== Segment start ==

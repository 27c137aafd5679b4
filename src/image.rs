//! image: backing store эмулируемой SRAM.
//!
//! SramImage описывает random-access хэндл, в который ядро пишет save RAM:
//! - open_scratch: создать/усечь приватный scratch-файл (путь стабилен для слота);
//! - read_all / write_at: байт-точный доступ (позиция курсора сохраняется);
//! - set_dynamic: регион без фиксированного размера (растёт по мере записи);
//! - path: метка пути для логов.
//!
//! Реализации:
//! - FileImage: обычный файл (std::fs), sync_data после записи;
//! - MemImage : Vec<u8> в памяти (хосты без ФС, тесты).

use anyhow::{anyhow, Context, Result};
use std::fs::{File, OpenOptions};
use std::io::{Read, Seek, SeekFrom, Write};
use std::path::{Path, PathBuf};

use crate::consts::ERASED_BYTE;

pub trait SramImage {
    /// Create or truncate the scratch backing at `path` and bind to it.
    fn open_scratch(&mut self, path: &Path) -> Result<()>;

    /// Current size in bytes.
    fn size(&self) -> Result<u64>;

    /// Whole content from offset 0. The handle position is left unchanged.
    fn read_all(&mut self) -> Result<Vec<u8>>;

    /// Write `data` at `offset` (extends the region if needed).
    fn write_at(&mut self, offset: u64, data: &[u8]) -> Result<()>;

    /// Mark the region as dynamically sized (no preallocation).
    fn set_dynamic(&mut self);

    fn is_dynamic(&self) -> bool;

    fn path(&self) -> Option<&Path>;

    /// Release the backing (file handle etc.).
    fn close(&mut self);
}

/// Заполнить [offset, offset+len) байтом 0xFF (стёртая flash/SRAM).
pub fn fill_erased(img: &mut dyn SramImage, offset: u64, len: usize) -> Result<()> {
    const CHUNK: usize = 4096;
    let buf = [ERASED_BYTE; CHUNK];
    let mut pos = offset;
    let mut remaining = len;
    while remaining > 0 {
        let n = remaining.min(CHUNK);
        img.write_at(pos, &buf[..n])?;
        pos += n as u64;
        remaining -= n;
    }
    Ok(())
}

// ------------------------------ FileImage ------------------------------

#[derive(Debug, Default)]
pub struct FileImage {
    file: Option<File>,
    path: Option<PathBuf>,
    dynamic: bool,
}

impl FileImage {
    pub fn new() -> Self {
        Self::default()
    }

    fn file_mut(&mut self) -> Result<&mut File> {
        self.file
            .as_mut()
            .ok_or_else(|| anyhow!("image: no backing file bound"))
    }
}

impl SramImage for FileImage {
    fn open_scratch(&mut self, path: &Path) -> Result<()> {
        if let Some(parent) = path.parent() {
            if !parent.as_os_str().is_empty() && !parent.exists() {
                std::fs::create_dir_all(parent)
                    .with_context(|| format!("create {}", parent.display()))?;
            }
        }
        let f = OpenOptions::new()
            .create(true)
            .read(true)
            .write(true)
            .truncate(true)
            .open(path)
            .with_context(|| format!("open scratch image {}", path.display()))?;
        self.file = Some(f);
        self.path = Some(path.to_path_buf());
        self.dynamic = false;
        Ok(())
    }

    fn size(&self) -> Result<u64> {
        let f = self
            .file
            .as_ref()
            .ok_or_else(|| anyhow!("image: no backing file bound"))?;
        Ok(f.metadata()?.len())
    }

    fn read_all(&mut self) -> Result<Vec<u8>> {
        let size = self.size()?;
        let len = usize::try_from(size).map_err(|_| anyhow!("image too large: {} B", size))?;
        let f = self.file_mut()?;

        let old = f.stream_position()?;
        let mut buf = vec![0u8; len];
        let res = f
            .seek(SeekFrom::Start(0))
            .and_then(|_| f.read_exact(&mut buf));
        // курсор возвращаем даже при ошибке чтения
        f.seek(SeekFrom::Start(old))?;
        res.context("read image")?;
        Ok(buf)
    }

    fn write_at(&mut self, offset: u64, data: &[u8]) -> Result<()> {
        let f = self.file_mut()?;
        f.seek(SeekFrom::Start(offset))?;
        f.write_all(data)?;
        f.sync_data()?;
        f.seek(SeekFrom::Start(0))?;
        Ok(())
    }

    fn set_dynamic(&mut self) {
        self.dynamic = true;
    }

    fn is_dynamic(&self) -> bool {
        self.dynamic
    }

    fn path(&self) -> Option<&Path> {
        self.path.as_deref()
    }

    fn close(&mut self) {
        self.file = None;
    }
}

// ------------------------------ MemImage ------------------------------

#[derive(Debug, Default, Clone)]
pub struct MemImage {
    data: Vec<u8>,
    path: Option<PathBuf>,
    dynamic: bool,
}

impl MemImage {
    pub fn new() -> Self {
        Self::default()
    }

    pub fn bytes(&self) -> &[u8] {
        &self.data
    }
}

impl SramImage for MemImage {
    fn open_scratch(&mut self, path: &Path) -> Result<()> {
        self.data.clear();
        self.path = Some(path.to_path_buf());
        self.dynamic = false;
        Ok(())
    }

    fn size(&self) -> Result<u64> {
        Ok(self.data.len() as u64)
    }

    fn read_all(&mut self) -> Result<Vec<u8>> {
        Ok(self.data.clone())
    }

    fn write_at(&mut self, offset: u64, data: &[u8]) -> Result<()> {
        let start = usize::try_from(offset).map_err(|_| anyhow!("offset out of range"))?;
        let end = start
            .checked_add(data.len())
            .ok_or_else(|| anyhow!("write past address space"))?;
        if self.data.len() < end {
            self.data.resize(end, 0);
        }
        self.data[start..end].copy_from_slice(data);
        Ok(())
    }

    fn set_dynamic(&mut self) {
        self.dynamic = true;
    }

    fn is_dynamic(&self) -> bool {
        self.dynamic
    }

    fn path(&self) -> Option<&Path> {
        self.path.as_deref()
    }

    fn close(&mut self) {}
}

== Segment end ==

REQUIRED ACTION :: Across the data above, count the lines that include the word "записи", and respond with the number alone.

TASK RESULT :: 2